Svalbard from the air. Credit: Juan Diego Rodriguez
by Adrienne Kish
for Astrobiology Magazine
Moffett Field CA (SPX) Aug 18, 2009
This is my first post to the blog about AMASE 2009. I am writing it from the Spitzbergen Guest house, a nice little accommodation place located in Nybyen at the southeast end of Longyearbyen (Svalbard), the place where part of the members of the AMASE expedition are staying before flying to Ny-Alesund. I am writing this blog while lying on bed because I am very tired...after a full week of work... however, the start of this trip could not have been better.

From the window of my room I can see some mountains and the front of a glacier. It is 11 pm and it is sunny but with high clouds. The landcape is strange, quite evocative: big mountains, ice, old mining settlements - almost all of them abandoned - next to a place where the population is about five hundred people and you have to take a rifle with you if you go outside the town in case you need to defend against polar bears.

It has been a very long day and a very long trip. Liane Benning, one of the AMASE managers and my boss at the University of Leeds, and I came here by plane from Heathrow via Stavanger, Oslo, and Tromso and finally arrived at Longyearbyen after almost one day flying and only a little bit of sleeping.

In fact we didn't come directly from our homes, but from the Diamond Synchrotron in Oxfordshire (UK), where we were working five days and nights carrying out experiments to understand the formation of calcium carbonates, minerals that are very important in biomineralization processes. But now we are here and we will have a couple of more relaxed days to prepare for AMASE before joining everybody and starting our work.

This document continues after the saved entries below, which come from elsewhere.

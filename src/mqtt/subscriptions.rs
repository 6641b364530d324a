//! Subscription registry
//!
//! Remembers which host on which channel asked for which topic filter. Entries
//! are only added after the broker accepted the subscription and are never
//! removed, so the registry can be replayed verbatim after a reconnect.

use rumqttc::QoS;
use std::fmt;
use std::sync::Arc;
use tokio::sync::RwLock;

use crate::channel::{Channel, HostId};

pub type SharedRegistry = Arc<RwLock<SubscriptionRegistry>>;

/// One host interested in a topic filter
#[derive(Clone)]
pub struct Subscriber {
    pub channel: Arc<dyn Channel>,
    pub host: HostId,
    pub qos: QoS,
}

impl Subscriber {
    pub fn new(channel: Arc<dyn Channel>, host: HostId, qos: QoS) -> Self {
        Self { channel, host, qos }
    }

    fn targets(&self, channel: &str, host: &HostId) -> bool {
        self.channel.name() == channel && &self.host == host
    }
}

impl fmt::Debug for Subscriber {
    fn fmt(&self, f: &mut fmt::Formatter<'_>) -> fmt::Result {
        f.debug_struct("Subscriber")
            .field("channel", &self.channel.name())
            .field("host", &self.host.to_string())
            .field("qos", &self.qos)
            .finish()
    }
}

#[derive(Debug, Clone)]
struct Entry {
    filter: String,
    subscriber: Subscriber,
}

#[derive(Debug, Default)]
pub struct SubscriptionRegistry {
    entries: Vec<Entry>,
}

impl SubscriptionRegistry {
    pub fn new() -> Self {
        Self::default()
    }

    pub fn shared() -> SharedRegistry {
        Arc::new(RwLock::new(Self::new()))
    }

    /// Records `subscriber` for `filter`. The first entry for a
    /// (filter, channel, host) triple wins; returns false for repeats.
    pub fn record(&mut self, filter: &str, subscriber: Subscriber) -> bool {
        let exists = self.entries.iter().any(|entry| {
            entry.filter == filter
                && entry
                    .subscriber
                    .targets(subscriber.channel.name(), &subscriber.host)
        });
        if exists {
            return false;
        }
        self.entries.push(Entry {
            filter: filter.to_string(),
            subscriber,
        });
        true
    }

    /// Subscribers whose filter matches `topic`, at most once per
    /// (channel, host), in registration order
    pub fn subscribers_of(&self, topic: &str) -> Vec<Subscriber> {
        let mut matched: Vec<Subscriber> = Vec::new();
        for entry in &self.entries {
            if !filter_matches(&entry.filter, topic) {
                continue;
            }
            let seen = matched
                .iter()
                .any(|s| s.targets(entry.subscriber.channel.name(), &entry.subscriber.host));
            if !seen {
                matched.push(entry.subscriber.clone());
            }
        }
        matched
    }

    /// Every (filter, subscriber) pair in registration order
    pub fn entries(&self) -> Vec<(String, Subscriber)> {
        self.entries
            .iter()
            .map(|entry| (entry.filter.clone(), entry.subscriber.clone()))
            .collect()
    }

    /// Distinct filters in order of first registration
    pub fn topics(&self) -> Vec<String> {
        let mut topics: Vec<String> = Vec::new();
        for entry in &self.entries {
            if !topics.contains(&entry.filter) {
                topics.push(entry.filter.clone());
            }
        }
        topics
    }

    pub fn len(&self) -> usize {
        self.entries.len()
    }

    pub fn is_empty(&self) -> bool {
        self.entries.is_empty()
    }

    /// Releases spare capacity
    pub fn compact(&mut self) {
        self.entries.shrink_to_fit();
    }
}

fn filter_matches(filter: &str, topic: &str) -> bool {
    filter == topic || (rumqttc::valid_filter(filter) && rumqttc::matches(topic, filter))
}
use async_trait::async_trait;
use std::io;
use std::path::PathBuf;

use super::MemoryProbe;

/// Free and used memory in bytes
#[derive(Debug, Clone, Copy, Default, PartialEq, Eq)]
pub struct MemoryUsage {
    pub free: u64,
    pub used: u64,
}

/// Free memory from `/proc/meminfo` (MemAvailable), used memory from the
/// resident set of this process
pub struct ProcMemory {
    meminfo: PathBuf,
    status: PathBuf,
}

impl Default for ProcMemory {
    fn default() -> Self {
        Self {
            meminfo: PathBuf::from("/proc/meminfo"),
            status: PathBuf::from("/proc/self/status"),
        }
    }
}

impl ProcMemory {
    pub fn with_paths(meminfo: impl Into<PathBuf>, status: impl Into<PathBuf>) -> Self {
        Self {
            meminfo: meminfo.into(),
            status: status.into(),
        }
    }
}

#[async_trait]
impl MemoryProbe for ProcMemory {
    async fn usage(&self) -> io::Result<MemoryUsage> {
        let meminfo = tokio::fs::read_to_string(&self.meminfo).await?;
        let status = tokio::fs::read_to_string(&self.status).await?;

        let free = kb_field(&meminfo, "MemAvailable")
            .or_else(|| kb_field(&meminfo, "MemFree"))
            .ok_or_else(|| io::Error::new(io::ErrorKind::InvalidData, "no free memory figure"))?;
        let used = kb_field(&status, "VmRSS")
            .ok_or_else(|| io::Error::new(io::ErrorKind::InvalidData, "no VmRSS figure"))?;

        Ok(MemoryUsage {
            free: free * 1024,
            used: used * 1024,
        })
    }
}

/// Value of a `Key:   1234 kB` line, in kB
pub fn kb_field(content: &str, key: &str) -> Option<u64> {
    content.lines().find_map(|line| {
        let (name, rest) = line.split_once(':')?;
        if name.trim() != key {
            return None;
        }
        rest.split_whitespace().next()?.parse().ok()
    })
}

Svalbard is amazing from the air. When we were approaching it by plane we could see the impressive mountains, glaciers and lakes partially covered by clouds. Sometimes it seems to be like the surface of another world. However, it is not so far away today if we consider that we only needed one day of travel to get here.

A couple of years ago I read a very good book written by Fridtjof Nansen, a Norwegian explorer who commanded a scientific expedition to the Arctic between 1893 and 1896 and reached latitude 84 degrees N, following a route that went through Svalbard. He described the beauty of this landscape, the long polar nights only illuminated by the Moon and the northern lights, the impressive mountains, the loneliness and strangeness of the regions they visited.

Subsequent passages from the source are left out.